I've wondered there in Matthew 24 where Jesus says many will rise and say that 'I am Christ' and deceive many, and if they say, 'He's in the wilderness' don't go there. If they say "He's there" don't go there. I don't know for sure what Jesus had in mind, but I wondered, do we know if so many people around us call themselves Christ? But there's many institutions , many things that rise up and they even profess Jesus to be Christ, but deceive many, I just wondered if He made a reference to a time of many Christ's, of many churches professing Christ and deceiving many. I don't know for sure, but it's a thought I've had.
I'm going to read a passage in Deuteronomy 30 starting in verse 11 says, For this commandment is unto many of you today is not too burdensome for you, nor is it far off. It is not in heaven above that you should say, Who will ascent into heaven for us and bring it to us that we may hear and do it? Nor is it beyond the sea that you should say, Who will go to the sea for us and bring it to us that we may hear and do it? But the word is very near you, in your mouth, in your heart, and in your hands, that you may do it. I'm blessed with that passage. Paul said a similar thing in in the book of Acts 17:26 He says, and he made from one man every nation of mankind that lives on the face of the earth, having determined their appointed times and boundaries and habitation, that they would seek God if perhaps they might look for Him and find Him, though He is not far from each one of them. In Him we live and move and have our being, as even some of your own poets have said, so also we are His children.
Last week I shared some of my testimony, but I kind of stopped at the point where I just faced reality and got honest with myself. I'd like to take some of my testimony on from there. We were not too encouraged with most of the people we did see who left the Amish and this made it even more scarier. It was something that was often said to us - "Look what happens with those who left." And I'm pretty sure we made some decisions without being sure what we knew was right, but we were sure we knew that

something was wrong and made some judgments based on that, and I think some of that can be done. But we will probably not enter the kingdom if that's all we do in our life.

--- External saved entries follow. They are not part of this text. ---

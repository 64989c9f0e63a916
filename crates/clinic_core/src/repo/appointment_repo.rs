//! Appointment repository contracts and SQLite implementation.
//!
//! # Responsibility
//! - Provide CRUD APIs over the `appointments` table.
//! - Provide the schedule listing joined with patient and doctor names.
//!
//! # Invariants
//! - Both patient and doctor references must exist at write time.
//! - Joined listing is ordered by `date, time, id`.

use crate::model::appointment::{
    Appointment, AppointmentId, AppointmentPatch, AppointmentView, NewAppointment,
};
use crate::repo::common::{
    date_to_db, ensure_connection_ready, ensure_row_exists, read_date, read_time, time_to_db,
};
use crate::repo::error::RepoResult;
use rusqlite::{params, Connection, Row};

const APPOINTMENT_COLUMNS: &[&str] = &["id", "patient_id", "doctor_id", "date", "time", "notes"];

const APPOINTMENT_SELECT_SQL: &str = "SELECT
    id,
    patient_id,
    doctor_id,
    date,
    time,
    notes
FROM appointments";

/// Repository interface for appointment CRUD operations.
pub trait AppointmentRepository {
    /// Inserts one appointment and returns the stored row.
    fn schedule_appointment(&self, appointment: NewAppointment) -> RepoResult<Appointment>;
    fn get_appointment(&self, id: AppointmentId) -> RepoResult<Option<Appointment>>;
    /// Lists all appointments ordered by id.
    fn list_appointments(&self) -> RepoResult<Vec<Appointment>>;
    /// Lists appointments with patient/doctor names, ordered chronologically.
    fn list_appointment_views(&self) -> RepoResult<Vec<AppointmentView>>;
    /// Applies supplied overrides; returns `None` when `id` does not exist.
    fn update_appointment(
        &self,
        id: AppointmentId,
        patch: AppointmentPatch,
    ) -> RepoResult<Option<Appointment>>;
    /// Deletes one appointment; returns whether a row was removed.
    fn delete_appointment(&self, id: AppointmentId) -> RepoResult<bool>;
}

/// SQLite-backed appointment repository.
pub struct SqliteAppointmentRepository<'conn> {
    conn: &'conn Connection,
}

impl<'conn> SqliteAppointmentRepository<'conn> {
    /// Creates repository from migrated connection.
    pub fn try_new(conn: &'conn Connection) -> RepoResult<Self> {
        ensure_connection_ready(conn, "appointments", APPOINTMENT_COLUMNS)?;
        Ok(Self { conn })
    }
}

impl AppointmentRepository for SqliteAppointmentRepository<'_> {
    fn schedule_appointment(&self, appointment: NewAppointment) -> RepoResult<Appointment> {
        let appointment = appointment.normalized();
        ensure_row_exists(self.conn, "patients", appointment.patient_id)?;
        ensure_row_exists(self.conn, "doctors", appointment.doctor_id)?;

        self.conn.execute(
            "INSERT INTO appointments (
                patient_id,
                doctor_id,
                date,
                time,
                notes
            ) VALUES (?1, ?2, ?3, ?4, ?5);",
            params![
                appointment.patient_id,
                appointment.doctor_id,
                date_to_db(appointment.date),
                time_to_db(appointment.time),
                appointment.notes.as_deref(),
            ],
        )?;

        Ok(Appointment {
            id: self.conn.last_insert_rowid(),
            patient_id: appointment.patient_id,
            doctor_id: appointment.doctor_id,
            date: appointment.date,
            time: appointment.time,
            notes: appointment.notes,
        })
    }

    fn get_appointment(&self, id: AppointmentId) -> RepoResult<Option<Appointment>> {
        let mut stmt = self
            .conn
            .prepare(&format!("{APPOINTMENT_SELECT_SQL} WHERE id = ?1;"))?;
        let mut rows = stmt.query([id])?;
        if let Some(row) = rows.next()? {
            return Ok(Some(parse_appointment_row(row)?));
        }
        Ok(None)
    }

    fn list_appointments(&self) -> RepoResult<Vec<Appointment>> {
        let mut stmt = self
            .conn
            .prepare(&format!("{APPOINTMENT_SELECT_SQL} ORDER BY id ASC;"))?;
        let mut rows = stmt.query([])?;
        let mut appointments = Vec::new();
        while let Some(row) = rows.next()? {
            appointments.push(parse_appointment_row(row)?);
        }
        Ok(appointments)
    }

    fn list_appointment_views(&self) -> RepoResult<Vec<AppointmentView>> {
        let mut stmt = self.conn.prepare(
            "SELECT
                a.id AS id,
                a.patient_id AS patient_id,
                a.doctor_id AS doctor_id,
                a.date AS date,
                a.time AS time,
                a.notes AS notes,
                p.name AS patient_name,
                d.name AS doctor_name
             FROM appointments a
             INNER JOIN patients p ON p.id = a.patient_id
             INNER JOIN doctors d ON d.id = a.doctor_id
             ORDER BY a.date ASC, a.time ASC, a.id ASC;",
        )?;
        let mut rows = stmt.query([])?;
        let mut views = Vec::new();
        while let Some(row) = rows.next()? {
            views.push(AppointmentView {
                appointment: parse_appointment_row(row)?,
                patient_name: row.get("patient_name")?,
                doctor_name: row.get("doctor_name")?,
            });
        }
        Ok(views)
    }

    fn update_appointment(
        &self,
        id: AppointmentId,
        patch: AppointmentPatch,
    ) -> RepoResult<Option<Appointment>> {
        let Some(existing) = self.get_appointment(id)? else {
            return Ok(None);
        };
        let (previous_patient, previous_doctor) = (existing.patient_id, existing.doctor_id);
        let updated = existing.apply(patch);
        if updated.patient_id != previous_patient {
            ensure_row_exists(self.conn, "patients", updated.patient_id)?;
        }
        if updated.doctor_id != previous_doctor {
            ensure_row_exists(self.conn, "doctors", updated.doctor_id)?;
        }

        self.conn.execute(
            "UPDATE appointments
             SET
                patient_id = ?1,
                doctor_id = ?2,
                date = ?3,
                time = ?4,
                notes = ?5
             WHERE id = ?6;",
            params![
                updated.patient_id,
                updated.doctor_id,
                date_to_db(updated.date),
                time_to_db(updated.time),
                updated.notes.as_deref(),
                id,
            ],
        )?;

        Ok(Some(updated))
    }

    fn delete_appointment(&self, id: AppointmentId) -> RepoResult<bool> {
        let changed = self
            .conn
            .execute("DELETE FROM appointments WHERE id = ?1;", [id])?;
        Ok(changed > 0)
    }
}

fn parse_appointment_row(row: &Row<'_>) -> RepoResult<Appointment> {
    Ok(Appointment {
        id: row.get("id")?,
        patient_id: row.get("patient_id")?,
        doctor_id: row.get("doctor_id")?,
        date: read_date(row, "date")?,
        time: read_time(row, "time")?,
        notes: row.get("notes")?,
    })
}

But I think sometimes we have to do that, sometimes we have to take the step that is right in front of us before we can see the next one. Before God can shed any more light He wants us to make this one step even if the future looks completely unknown. We were definitely influenced and encouraged by...we listened to a lot of messages from what is considered the Charity church or the Remnant church, but we were definitely influenced by that, encouraged by it, it offered some fresh air. However, it would've been quite a few years down the road from when that Remnant/Charity churches started. About when we went to visit one of the churches, we were not all that encouraged, and I don't know if I could even identify why. But one thing we did, we met a lot of people that had glorious testimonies of how they were born again, how they were converted/saved. Not just in the Remnant churches at all, I'm just saying all around...Ok, remember what I said, we had this belief that Christ has one church, and He has one body, and that His people should be able to fellowship together as brothers because they are children of God with one Father. And so with that in mind, we meet all these people and we still have a lot of evangelical theology about salvation, we meet a lot of people who give glorious testimonies of how they got saved/ born-again, they could explain grace, faith - all these kinds of things, but then we were left without really being able to give them the right hand of fellowship because they didn't follow what Christ taught. We'd go down the teachings of Jesus that He taught in the Sermon on the mount, and in Luke 6 and Luke 12, and all through the gospels, and it just looked like a denial of these things He taught. And it was actually becoming a little discouraging. I think I would say I probably got to the point where I was thinking maybe I should give a little bit more credit to the Amish people where I came from.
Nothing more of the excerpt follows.